* [Work to be completed] Within the entries below, count the lines that hold the string "crate" and give only that number.

* [Supplied entries]
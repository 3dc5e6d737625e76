//! services/api/src/bin/api.rs

use api_lib::{
    adapters::{
        DbAdapter, GitHubContentsClient, GitHubSettings, InMemorySessionStore,
        OpenAiChatAdapter, OpenAiDescriptionAdapter, PortfolioPublisher,
    },
    config::{Config, LlmProvider, SessionBackend},
    error::ApiError,
    web::{router, state::AppState},
};
use async_openai::{
    config::{AzureConfig, OpenAIConfig},
    Client,
};
use portfolio_copilot_core::ports::{ChatModel, DescriptionWriter, SessionStore, UpdatePublisher};
use portfolio_copilot_core::{DialogueEngine, ToolCallingLoop, ToolHandlers, DEFAULT_SYSTEM_PROMPT};
use sqlx::postgres::PgPoolOptions;
use std::sync::Arc;
use tracing::{info, warn};
use tracing_subscriber::{layer::SubscriberExt, util::SubscriberInitExt};

#[tokio::main]
async fn main() -> Result<(), ApiError> {
    // --- 1. Load Configuration & Set Up Logging ---
    let config = Arc::new(Config::from_env()?);
    tracing_subscriber::registry()
        .with(tracing_subscriber::EnvFilter::new(config.log_level.to_string()))
        .with(tracing_subscriber::fmt::layer())
        .init();
    info!("Configuration loaded. Starting server...");

    // --- 2. Session Storage ---
    let store: Arc<dyn SessionStore> = match &config.session_backend {
        SessionBackend::Postgres { database_url } => {
            info!("Connecting to database...");
            let db_pool = PgPoolOptions::new()
                .max_connections(5)
                .connect(database_url)
                .await?;
            let db_adapter = DbAdapter::new(db_pool);
            info!("Running database migrations...");
            db_adapter.run_migrations().await?;
            info!("Database migrations complete.");
            Arc::new(db_adapter)
        }
        SessionBackend::Memory => {
            warn!("Using the in-memory session store; sessions are lost on restart.");
            Arc::new(InMemorySessionStore::new())
        }
    };

    // --- 3. Initialize Model Adapters ---
    let http_client = reqwest::Client::builder()
        .timeout(config.http_timeout)
        .build()?;
    let (chat_model, describer) = match &config.llm {
        LlmProvider::OpenAi { api_key, api_base } => {
            let mut openai_config = OpenAIConfig::new().with_api_key(api_key);
            if let Some(api_base) = api_base {
                openai_config = openai_config.with_api_base(api_base);
            }
            let client = Client::with_config(openai_config).with_http_client(http_client.clone());
            let chat_model: Arc<dyn ChatModel> =
                Arc::new(OpenAiChatAdapter::new(client.clone(), config.chat_model.clone()));
            let describer: Arc<dyn DescriptionWriter> =
                Arc::new(OpenAiDescriptionAdapter::new(client, config.description_model.clone()));
            (chat_model, describer)
        }
        LlmProvider::Azure {
            endpoint,
            api_key,
            api_version,
            deployment,
        } => {
            info!(deployment = %deployment, "Using Azure OpenAI.");
            let azure_config = AzureConfig::new()
                .with_api_base(endpoint)
                .with_api_key(api_key)
                .with_api_version(api_version)
                .with_deployment_id(deployment);
            let client = Client::with_config(azure_config).with_http_client(http_client.clone());
            let chat_model: Arc<dyn ChatModel> =
                Arc::new(OpenAiChatAdapter::new(client.clone(), config.chat_model.clone()));
            let describer: Arc<dyn DescriptionWriter> =
                Arc::new(OpenAiDescriptionAdapter::new(client, config.description_model.clone()));
            (chat_model, describer)
        }
    };

    // --- 4. Initialize the Publisher ---
    if config.github_token.is_none() {
        warn!("GITHUB_TOKEN is not set; commits to the portfolio repository will be refused.");
    }
    let github = GitHubContentsClient::new(GitHubSettings {
        api_base: config.github_api_base.clone(),
        owner: config.github_owner.clone(),
        repo: config.github_repo.clone(),
        branch: config.github_branch.clone(),
        token: config.github_token.clone(),
        timeout: config.http_timeout,
    })?;
    let publisher: Arc<dyn UpdatePublisher> = Arc::new(
        PortfolioPublisher::new(github, config.portfolio_path.clone()).with_describer(describer),
    );

    // --- 5. Build the Shared AppState ---
    let app_state = Arc::new(AppState {
        config: config.clone(),
        dialogue: DialogueEngine::new(store.clone(), publisher.clone(), config.dialogue_settings()),
        agent: ToolCallingLoop::new(
            store,
            chat_model,
            ToolHandlers::new(publisher.clone()),
            DEFAULT_SYSTEM_PROMPT,
        ),
        publisher,
    });

    // --- 6. Create the Web Router ---
    let app = router(app_state);

    // --- 7. Start the Server ---
    info!("Starting server on {}", config.bind_address);
    if cfg!(feature = "swagger-ui") {
        info!(
            "Swagger UI available at http://{}/swagger-ui",
            config.bind_address
        );
    }
    let listener = tokio::net::TcpListener::bind(&config.bind_address).await?;
    axum::serve(listener, app).await?;

    Ok(())
}
//! services/api/src/web/rest.rs
//!
//! Contains the Axum handlers for the REST API endpoints and the master
//! definition for the OpenAPI specification.

use crate::web::protocol::{
    CopilotRequest, CopilotResponse, ErrorResponse, HealthResponse, UpdateContentRequest,
    UpdateContentResponse,
};
use crate::web::state::AppState;
use axum::{
    extract::{rejection::JsonRejection, State},
    http::StatusCode,
    response::Json,
};
use portfolio_copilot_core::domain::{CommitReceipt, UpdateRequest};
use portfolio_copilot_core::ports::PortError;
use portfolio_copilot_core::DialogueReply;
use std::sync::Arc;
use tracing::{error, warn};
use utoipa::OpenApi;

//=========================================================================================
// OpenAPI Master Definition
//=========================================================================================

#[derive(OpenApi)]
#[openapi(
    paths(
        copilot_handler,
        agent_handler,
        update_content_handler,
        health_handler,
    ),
    components(
        schemas(
            CopilotRequest,
            CopilotResponse,
            UpdateContentRequest,
            UpdateContentResponse,
            ErrorResponse,
            HealthResponse
        )
    ),
    tags(
        (name = "Portfolio Copilot API", description = "Conversational and direct updates to a portfolio website.")
    )
)]
pub struct ApiDoc;

//=========================================================================================
// Shared Failure Helpers
//=========================================================================================

pub const GENERIC_FAILURE: &str = "Something went wrong, please try again.";

type Failure = (StatusCode, Json<ErrorResponse>);

fn bad_request(message: impl Into<String>) -> Failure {
    (StatusCode::BAD_REQUEST, Json(ErrorResponse::new(message)))
}

fn internal_error() -> Failure {
    (
        StatusCode::INTERNAL_SERVER_ERROR,
        Json(ErrorResponse::new(GENERIC_FAILURE)),
    )
}

fn publish_failure(e: &PortError) -> Failure {
    let status = match e {
        PortError::Conflict(_) => StatusCode::CONFLICT,
        PortError::SectionNotFound(_) => StatusCode::UNPROCESSABLE_ENTITY,
        PortError::Unexpected(_) => StatusCode::INTERNAL_SERVER_ERROR,
        PortError::NotFound(_) | PortError::Timeout(_) | PortError::Upstream(_) => {
            StatusCode::BAD_GATEWAY
        }
    };
    (status, Json(ErrorResponse::with_code(e.to_string(), e.code())))
}

/// Validates a chat payload and resolves the user it belongs to.
fn read_message(
    state: &AppState,
    payload: Result<Json<CopilotRequest>, JsonRejection>,
) -> Result<(String, String), Failure> {
    let Json(request) = payload.map_err(|rejection| {
        warn!("Rejected chat payload: {}", rejection.body_text());
        bad_request("Invalid JSON request")
    })?;
    let message = request.message.trim();
    if message.is_empty() {
        return Err(bad_request("No message provided"));
    }
    let user_id = request
        .user_id
        .map(|id| id.trim().to_string())
        .filter(|id| !id.is_empty())
        .unwrap_or_else(|| state.config.default_user_id.clone());
    Ok((user_id, message.to_string()))
}

fn published_message(receipt: &CommitReceipt) -> String {
    match receipt.commit_url.as_deref() {
        Some(url) => format!(
            "Your {} section has been updated! You can see the change here: {}",
            receipt.section, url
        ),
        None => format!(
            "Your {} section has been updated! (commit {})",
            receipt.section, receipt.commit_sha
        ),
    }
}

//=========================================================================================
// REST API Handlers
//=========================================================================================

/// Send one message to the guided question-and-answer copilot.
///
/// A message containing "add project" or "add work experience" starts a
/// workflow; later messages answer its questions one at a time.
#[utoipa::path(
    post,
    path = "/copilot",
    request_body = CopilotRequest,
    responses(
        (status = 200, description = "The next prompt, guidance, or a publish confirmation", body = CopilotResponse),
        (status = 400, description = "Malformed JSON or an empty message", body = ErrorResponse),
        (status = 502, description = "All answers were collected but publishing failed", body = ErrorResponse),
        (status = 500, description = "Internal server error", body = ErrorResponse)
    )
)]
pub async fn copilot_handler(
    State(app_state): State<Arc<AppState>>,
    payload: Result<Json<CopilotRequest>, JsonRejection>,
) -> Result<Json<CopilotResponse>, Failure> {
    let (user_id, message) = read_message(&app_state, payload)?;

    match app_state.dialogue.handle(&user_id, &message).await {
        Ok(DialogueReply::Guidance(text)) | Ok(DialogueReply::Prompt(text)) => {
            Ok(Json(CopilotResponse { response: text }))
        }
        Ok(DialogueReply::Published(receipt)) => Ok(Json(CopilotResponse {
            response: published_message(&receipt),
        })),
        Ok(DialogueReply::PublishFailed(e)) => {
            let (_, body) = publish_failure(&e);
            Err((StatusCode::BAD_GATEWAY, body))
        }
        Err(e) => {
            error!(user_id = %user_id, "Copilot turn failed: {}", e);
            Err(internal_error())
        }
    }
}

/// Send one message to the model-driven agent, which may call the
/// `add_project` or `add_experience` tools on the user's behalf.
#[utoipa::path(
    post,
    path = "/agent",
    request_body = CopilotRequest,
    responses(
        (status = 200, description = "The model's reply", body = CopilotResponse),
        (status = 400, description = "Malformed JSON or an empty message", body = ErrorResponse),
        (status = 500, description = "The turn failed", body = ErrorResponse)
    )
)]
pub async fn agent_handler(
    State(app_state): State<Arc<AppState>>,
    payload: Result<Json<CopilotRequest>, JsonRejection>,
) -> Result<Json<CopilotResponse>, Failure> {
    let (user_id, message) = read_message(&app_state, payload)?;

    match app_state.agent.run_turn(&user_id, &message).await {
        Ok(response) => Ok(Json(CopilotResponse { response })),
        Err(e) => {
            error!(user_id = %user_id, "Agent turn failed: {}", e);
            Err(internal_error())
        }
    }
}

/// Publish a project or work-experience entry directly.
#[utoipa::path(
    post,
    path = "/update_content",
    request_body = UpdateContentRequest,
    responses(
        (status = 200, description = "The entry was committed", body = UpdateContentResponse),
        (status = 400, description = "Invalid JSON, unknown type, or missing required fields", body = ErrorResponse),
        (status = 409, description = "The page changed while it was being updated", body = ErrorResponse),
        (status = 422, description = "The page has no section for this entry", body = ErrorResponse),
        (status = 502, description = "The repository host failed or timed out", body = ErrorResponse)
    )
)]
pub async fn update_content_handler(
    State(app_state): State<Arc<AppState>>,
    payload: Result<Json<UpdateContentRequest>, JsonRejection>,
) -> Result<Json<UpdateContentResponse>, Failure> {
    let Json(request) = payload.map_err(|rejection| {
        let detail = rejection.body_text();
        warn!("Rejected update payload: {}", detail);
        match rejection {
            JsonRejection::JsonDataError(_)
                if detail.contains("unknown variant") || detail.contains("missing field `type`") =>
            {
                bad_request("Invalid type. Must be 'project' or 'work'.")
            }
            _ => bad_request("Invalid JSON request"),
        }
    })?;

    let update = UpdateRequest::from(request);
    let blank = update.blank_required_fields();
    if !blank.is_empty() {
        let kind = match update {
            UpdateRequest::Project(_) => "project",
            UpdateRequest::Work(_) => "work experience",
        };
        warn!(fields = ?blank, "Update is missing required fields.");
        return Err(bad_request(format!("Missing required fields for {}", kind)));
    }

    match app_state.publisher.publish(&update).await {
        Ok(receipt) => Ok(Json(UpdateContentResponse {
            status: "success".to_string(),
            section: receipt.section,
            commit_sha: receipt.commit_sha,
            commit_url: receipt.commit_url,
        })),
        Err(e) => {
            error!(section = %update.section(), code = e.code(), "Direct update failed: {}", e);
            Err(publish_failure(&e))
        }
    }
}

/// Liveness probe.
#[utoipa::path(
    get,
    path = "/health",
    responses((status = 200, description = "The service is up", body = HealthResponse))
)]
pub async fn health_handler() -> Json<HealthResponse> {
    Json(HealthResponse {
        status: "ok".to_string(),
        version: env!("CARGO_PKG_VERSION").to_string(),
    })
}

/// Serves the OpenAPI document when the Swagger UI is not compiled in.
pub async fn openapi_handler() -> Json<utoipa::openapi::OpenApi> {
    Json(ApiDoc::openapi())
}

* [Solution to this problem] 2